The military's influence in Pakistani politics has its roots in the violent partition of the British Raj in 1947. The threat of imminent conflict with India against the backdrop of the Cold War drove the army's rapid development. It saw politicians as incapable of creating sufficient national unity among its ethnically diverse population, divided between two non-contiguous wings, to stand up to New Delhi.

The at-times adversarial relationship between the military and civilian government has continued to drive events in Pakistan. The army launched its first coup against civilian leaders in October 1958 under Gen. Ayub Khan. Coups followed in 1977 under Gen. Zia-ul-Haq and in 1999 under Gen. Pervez Musharraf, which pushed Sharif out of power during his second term in office. By the time civilian rule returned in 2008, the army had governed Pakistan for 33 years.

The Election's Effects on Geopolitics

The geopolitical significance of Pakistan stems from its rivalry with fellow nuclear power India as well as its hold over the fate of Afghanistan through its sponsorship of the Taliban. Elections not only offer continuity of the democratic process — Pakistan has only undergone one democratic transition, in 2013 — they offer a juncture for a shift in the civilian-military balance with implications for both foreign and defense policies. The military's cultivation of militant proxies (such as Lashkar-e-Taiba and the Taliban) as tools of foreign policy has long sparked civilian criticism, especially in light of Pakistan finding itself on the Financial Action Task Force's grey list after its latest meeting in June.

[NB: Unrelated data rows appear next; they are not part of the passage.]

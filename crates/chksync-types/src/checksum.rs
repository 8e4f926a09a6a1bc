use std::fmt;
use std::str::FromStr;

use serde::{Deserialize, Serialize};

use crate::error::TypeError;

/// Content-derived identifier for a checksum object.
///
/// A `Checksum` is a 32-byte BLAKE3 hash. Two values that serialize to the
/// same canonical bytes always produce the same checksum, on any process, so
/// peers compare checksums instead of payloads.
#[derive(Clone, Copy, PartialEq, Eq, Hash, PartialOrd, Ord, Serialize, Deserialize)]
pub struct Checksum([u8; 32]);

impl Checksum {
    /// Size of a checksum in bytes.
    pub const LEN: usize = 32;

    /// Hash raw bytes without domain separation.
    pub fn from_bytes(data: &[u8]) -> Self {
        Self(*blake3::hash(data).as_bytes())
    }

    /// Wrap a pre-computed hash.
    pub const fn from_hash(hash: [u8; 32]) -> Self {
        Self(hash)
    }

    /// The null checksum (all zeros). Never produced by hashing real content.
    pub const fn null() -> Self {
        Self([0u8; 32])
    }

    pub fn is_null(&self) -> bool {
        self.0 == [0u8; 32]
    }

    pub fn as_bytes(&self) -> &[u8; 32] {
        &self.0
    }

    pub fn to_hex(&self) -> String {
        hex::encode(self.0)
    }

    /// First 8 hex characters, for logs.
    pub fn short_hex(&self) -> String {
        hex::encode(&self.0[..4])
    }

    /// Parse from a 64-character hex string.
    pub fn from_hex(s: &str) -> Result<Self, TypeError> {
        let bytes = hex::decode(s).map_err(|e| TypeError::InvalidHex(e.to_string()))?;
        if bytes.len() != Self::LEN {
            return Err(TypeError::InvalidLength {
                expected: Self::LEN,
                actual: bytes.len(),
            });
        }
        let mut arr = [0u8; 32];
        arr.copy_from_slice(&bytes);
        Ok(Self(arr))
    }
}

impl fmt::Debug for Checksum {
    fn fmt(&self, f: &mut fmt::Formatter<'_>) -> fmt::Result {
        write!(f, "Checksum({})", self.short_hex())
    }
}

impl fmt::Display for Checksum {
    fn fmt(&self, f: &mut fmt::Formatter<'_>) -> fmt::Result {
        write!(f, "{}", self.to_hex())
    }
}

impl FromStr for Checksum {
    type Err = TypeError;

    fn from_str(s: &str) -> Result<Self, Self::Err> {
        Self::from_hex(s)
    }
}

impl From<[u8; 32]> for Checksum {
    fn from(bytes: [u8; 32]) -> Self {
        Self(bytes)
    }
}

impl From<Checksum> for [u8; 32] {
    fn from(checksum: Checksum) -> Self {
        checksum.0
    }
}
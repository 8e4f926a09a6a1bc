use chksync_types::{Checksum, Kind};

/// Domain-separated BLAKE3 checksum deriver.
///
/// Each hasher carries a domain tag that is prepended to every computation,
/// so an asset and a composite object built from identical bytes never share
/// a checksum. The kind is length-prefixed so `("ab", "c")` and `("a", "bc")`
/// stay distinct.
pub struct ChecksumHasher {
    domain: &'static str,
}

impl ChecksumHasher {
    /// Hasher for leaf assets: `(kind, payload)`.
    pub const ASSET: Self = Self {
        domain: "chksync-asset-v1",
    };
    /// Hasher for composite objects: `(kind, ordered children)`.
    pub const CHILDREN: Self = Self {
        domain: "chksync-children-v1",
    };

    /// Create a hasher with a custom domain tag.
    pub const fn new(domain: &'static str) -> Self {
        Self { domain }
    }

    /// Checksum of a leaf payload under `kind`.
    pub fn asset(kind: &Kind, payload: &[u8]) -> Checksum {
        Self::ASSET.hash_parts(kind, |hasher| {
            hasher.update(&(payload.len() as u64).to_le_bytes());
            hasher.update(payload);
        })
    }

    /// Checksum of an ordered child list under `kind`.
    ///
    /// Order-sensitive: swapping two children yields a different checksum.
    pub fn children(kind: &Kind, children: &[Checksum]) -> Checksum {
        Self::CHILDREN.hash_parts(kind, |hasher| {
            hasher.update(&(children.len() as u64).to_le_bytes());
            for child in children {
                hasher.update(child.as_bytes());
            }
        })
    }

    /// Hash raw bytes with this hasher's domain and no kind.
    pub fn hash(&self, data: &[u8]) -> Checksum {
        let mut hasher = blake3::Hasher::new();
        hasher.update(self.domain.as_bytes());
        hasher.update(b":");
        hasher.update(data);
        Checksum::from_hash(*hasher.finalize().as_bytes())
    }

    /// The domain tag used by this hasher.
    pub fn domain(&self) -> &str {
        self.domain
    }

    fn hash_parts(&self, kind: &Kind, body: impl FnOnce(&mut blake3::Hasher)) -> Checksum {
        let mut hasher = blake3::Hasher::new();
        hasher.update(self.domain.as_bytes());
        hasher.update(b":");
        let kind = kind.as_str().as_bytes();
        hasher.update(&(kind.len() as u64).to_le_bytes());
        hasher.update(kind);
        body(&mut hasher);
        Checksum::from_hash(*hasher.finalize().as_bytes())
    }
}

/// Errors from serializing or hashing domain values.
#[derive(Debug, Clone, thiserror::Error, PartialEq, Eq)]
pub enum HasherError {
    #[error("serialization error for kind {kind}: {reason}")]
    Serialization { kind: Kind, reason: String },

    #[error("deserialization error for kind {kind}: {reason}")]
    Deserialization { kind: Kind, reason: String },
}

#[cfg(test)]
mod tests {
    use super::*;
    use proptest::prelude::*;

    fn leaf(seed: u8) -> Checksum {
        Checksum::from_bytes(&[seed])
    }

    #[test]
    fn asset_checksum_is_deterministic() {
        let a = ChecksumHasher::asset(&Kind::SOURCE_TEXT, b"class C {}");
        let b = ChecksumHasher::asset(&Kind::SOURCE_TEXT, b"class C {}");
        assert_eq!(a, b);
    }

    #[test]
    fn kind_is_part_of_the_checksum() {
        let text = ChecksumHasher::asset(&Kind::SOURCE_TEXT, b"same");
        let options = ChecksumHasher::asset(&Kind::PARSE_OPTIONS, b"same");
        assert_ne!(text, options);
    }

    #[test]
    fn kind_and_payload_boundary_is_unambiguous() {
        let k1 = Kind::new("ab").unwrap();
        let k2 = Kind::new("a").unwrap();
        assert_ne!(
            ChecksumHasher::asset(&k1, b"c"),
            ChecksumHasher::asset(&k2, b"bc")
        );
    }

    #[test]
    fn children_are_order_sensitive() {
        let forward = ChecksumHasher::children(&Kind::DOCUMENTS, &[leaf(1), leaf(2)]);
        let reversed = ChecksumHasher::children(&Kind::DOCUMENTS, &[leaf(2), leaf(1)]);
        assert_ne!(forward, reversed);
    }

    #[test]
    fn empty_children_still_hash() {
        let empty = ChecksumHasher::children(&Kind::PROJECTS, &[]);
        assert!(!empty.is_null());
        assert_ne!(empty, ChecksumHasher::children(&Kind::DOCUMENTS, &[]));
    }

    #[test]
    fn asset_and_children_domains_do_not_collide() {
        let child = leaf(5);
        let as_children = ChecksumHasher::children(&Kind::DOCUMENTS, &[child]);
        let mut payload = 1u64.to_le_bytes().to_vec();
        payload.extend_from_slice(child.as_bytes());
        let as_asset = ChecksumHasher::asset(&Kind::DOCUMENTS, &payload);
        assert_ne!(as_children, as_asset);
    }

    #[test]
    fn custom_domain_differs() {
        let custom = ChecksumHasher::new("my-domain-v1");
        assert_eq!(custom.domain(), "my-domain-v1");
        assert_ne!(custom.hash(b"data"), ChecksumHasher::ASSET.hash(b"data"));
    }

    proptest! {
        #[test]
        fn children_checksum_is_a_pure_function(seeds in proptest::collection::vec(any::<u8>(), 0..32)) {
            let children: Vec<Checksum> = seeds.iter().copied().map(leaf).collect();
            let again = children.clone();
            prop_assert_eq!(
                ChecksumHasher::children(&Kind::PROJECTS, &children),
                ChecksumHasher::children(&Kind::PROJECTS, &again)
            );
        }
    }
}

Still, the institutional weakness and endemic corruption plaguing the country's personality-driven parties tarnishes the attractiveness of politicians, who often choose cooperation rather than confrontation with the army as a pathway to power. Although Sharif's strategy is to portray himself as a political martyr and to use his ongoing trials as a way to frame this election as a referendum on Pakistan's generals and judges, it's unlikely that the military will cede its authority to the civilians, no matter who wins. In the end, it's unlikely that the July 25 election will bring any substantial changes to Pakistan's foreign policy or defense posture. Irrespective of who the victor is in elections, the country won't discontinue support for militant groups, despite pressure by the United States and other countries. From the army's viewpoint, this is a necessary tactic in its campaign of asymmetric warfare that it wages to compensate for the military imbalance against India as it seeks to guard the country's territorial integrity.

As Pakistan's history shows, should a less pliant government come to power, the military could take matters into its own hands. But the chances of another coup have shrunk. In light of a more vigorous and pervasive media environment — across both traditional and social media platforms — Islamabad's generals have had to take public perceptions into account more than they normally would.